▶ HOW TO COMPLETE THIS TASK:
Output the records in full, exactly as given.

Stored data entries:
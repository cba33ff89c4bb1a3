//! Text analysis for docsearch.
//!
//! Documents and queries are turned into ordered word sequences here. The
//! two entry points are [`tokenize`], used at ingestion time, and
//! [`split_query`], used to break a multi-word query into its words. Both take
//! the same tokenizer so query segmentation always matches ingestion.

use std::fmt;
use std::sync::Arc;

use serde::{Deserialize, Serialize};

use crate::analysis::tokenizer::Tokenizer;
use crate::analysis::tokenizer::unicode_word::UnicodeWordTokenizer;
use crate::analysis::tokenizer::whitespace::WhitespaceTokenizer;
use crate::error::Result;

pub mod token;
pub mod tokenizer;

/// Which tokenizer a corpus uses, selectable from configuration.
#[derive(Clone, Copy, Debug, Default, PartialEq, Eq, Serialize, Deserialize)]
#[serde(rename_all = "snake_case")]
pub enum TokenizerKind {
    /// [`WhitespaceTokenizer`]
    Whitespace,
    /// [`UnicodeWordTokenizer`]
    #[default]
    UnicodeWord,
}

impl TokenizerKind {
    /// Build the tokenizer this kind names.
    pub fn build(self) -> Arc<dyn Tokenizer> {
        match self {
            TokenizerKind::Whitespace => Arc::new(WhitespaceTokenizer::new()),
            TokenizerKind::UnicodeWord => Arc::new(UnicodeWordTokenizer::new()),
        }
    }
}

impl fmt::Display for TokenizerKind {
    fn fmt(&self, f: &mut fmt::Formatter<'_>) -> fmt::Result {
        match self {
            TokenizerKind::Whitespace => write!(f, "whitespace"),
            TokenizerKind::UnicodeWord => write!(f, "unicode_word"),
        }
    }
}

/// Tokenize raw document text into its ordered words, original case preserved.
///
/// # Examples
///
/// ```
/// use docsearch::analysis::tokenize;
/// use docsearch::analysis::tokenizer::unicode_word::UnicodeWordTokenizer;
///
/// let words = tokenize(&UnicodeWordTokenizer::new(), "The cat, the hat.").unwrap();
/// assert_eq!(words, vec!["The", "cat", "the", "hat"]);
/// ```
pub fn tokenize(tokenizer: &dyn Tokenizer, text: &str) -> Result<Vec<String>> {
    Ok(tokenizer.tokenize(text)?.map(|token| token.into_text()).collect())
}

/// Split a query into its words.
///
/// Queries go through the same tokenizer as documents, so a query is
/// segmented exactly like the text it is matched against.
pub fn split_query(tokenizer: &dyn Tokenizer, query: &str) -> Result<Vec<String>> {
    tokenize(tokenizer, query)
}

#[cfg(test)]
mod tests {
    use super::*;

    #[test]
    fn test_tokenizer_kind_build() {
        assert_eq!(TokenizerKind::Whitespace.build().name(), "whitespace");
        assert_eq!(TokenizerKind::UnicodeWord.build().name(), "unicode_word");
        assert_eq!(TokenizerKind::default(), TokenizerKind::UnicodeWord);
    }

    #[test]
    fn test_tokenizer_kind_serde() {
        let json = serde_json::to_string(&TokenizerKind::UnicodeWord).unwrap();
        assert_eq!(json, "\"unicode_word\"");

        let kind: TokenizerKind = serde_json::from_str("\"whitespace\"").unwrap();
        assert_eq!(kind, TokenizerKind::Whitespace);
    }

    #[test]
    fn test_split_query_matches_tokenize() {
        let tokenizer = TokenizerKind::UnicodeWord.build();
        let text = "The quick, brown fox";

        assert_eq!(
            split_query(tokenizer.as_ref(), text).unwrap(),
            tokenize(tokenizer.as_ref(), text).unwrap()
        );
    }

    #[test]
    fn test_empty_input() {
        let tokenizer = TokenizerKind::Whitespace.build();
        assert!(split_query(tokenizer.as_ref(), "   ").unwrap().is_empty());
    }
}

▶ WRITTEN SOLUTION:
repository cba33ff89c4bb1a3
//! Text analysis for docsearch.
//!
//! Documents and queries are turned into ordered word sequences here. The
//! two entry points are [`tokenize`], used at ingestion time, and
//! [`split_query`], used to break a multi-word query into its words. Both take
//! the same tokenizer so query segmentation always matches ingestion.

use std::fmt;
use std::sync::Arc;

use serde::{Deserialize, Serialize};

use crate::analysis::tokenizer::Tokenizer;
use crate::analysis::tokenizer::unicode_word::UnicodeWordTokenizer;
use crate::analysis::tokenizer::whitespace::WhitespaceTokenizer;
use crate::error::Result;

pub mod token;
pub mod tokenizer;

/// Which tokenizer a corpus uses, selectable from configuration.
#[derive(Clone, Copy, Debug, Default, PartialEq, Eq, Serialize, Deserialize)]
#[serde(rename_all = "snake_case")]
pub enum TokenizerKind {
    /// [`WhitespaceTokenizer`]
    Whitespace,
    /// [`UnicodeWordTokenizer`]
    #[default]
    UnicodeWord,
}

impl TokenizerKind {
    /// Build the tokenizer this kind names.
    pub fn build(self) -> Arc<dyn Tokenizer> {
        match self {
            TokenizerKind::Whitespace => Arc::new(WhitespaceTokenizer::new()),
            TokenizerKind::UnicodeWord => Arc::new(UnicodeWordTokenizer::new()),
        }
    }
}

impl fmt::Display for TokenizerKind {
    fn fmt(&self, f: &mut fmt::Formatter<'_>) -> fmt::Result {
        match self {
            TokenizerKind::Whitespace => write!(f, "whitespace"),
            TokenizerKind::UnicodeWord => write!(f, "unicode_word"),
        }
    }
}

/// Tokenize raw document text into its ordered words, original case preserved.
///
/// # Examples
///
/// ```
/// use docsearch::analysis::tokenize;
/// use docsearch::analysis::tokenizer::unicode_word::UnicodeWordTokenizer;
///
/// let words = tokenize(&UnicodeWordTokenizer::new(), "The cat, the hat.").unwrap();
/// assert_eq!(words, vec!["The", "cat", "the", "hat"]);
/// ```
pub fn tokenize(tokenizer: &dyn Tokenizer, text: &str) -> Result<Vec<String>> {
    Ok(tokenizer.tokenize(text)?.map(|token| token.into_text()).collect())
}

/// Split a query into its words.
///
/// Queries go through the same tokenizer as documents, so a query is
/// segmented exactly like the text it is matched against.
pub fn split_query(tokenizer: &dyn Tokenizer, query: &str) -> Result<Vec<String>> {
    tokenize(tokenizer, query)
}

#[cfg(test)]
mod tests {
    use super::*;

    #[test]
    fn test_tokenizer_kind_build() {
        assert_eq!(TokenizerKind::Whitespace.build().name(), "whitespace");
        assert_eq!(TokenizerKind::UnicodeWord.build().name(), "unicode_word");
        assert_eq!(TokenizerKind::default(), TokenizerKind::UnicodeWord);
    }

    #[test]
    fn test_tokenizer_kind_serde() {
        let json = serde_json::to_string(&TokenizerKind::UnicodeWord).unwrap();
        assert_eq!(json, "\"unicode_word\"");

        let kind: TokenizerKind = serde_json::from_str("\"whitespace\"").unwrap();
        assert_eq!(kind, TokenizerKind::Whitespace);
    }

    #[test]
    fn test_split_query_matches_tokenize() {
        let tokenizer = TokenizerKind::UnicodeWord.build();
        let text = "The quick, brown fox";

        assert_eq!(
            split_query(tokenizer.as_ref(), text).unwrap(),
            tokenize(tokenizer.as_ref(), text).unwrap()
        );
    }

    #[test]
    fn test_empty_input() {
        let tokenizer = TokenizerKind::Whitespace.build();
        assert!(split_query(tokenizer.as_ref(), "   ").unwrap().is_empty());
    }
}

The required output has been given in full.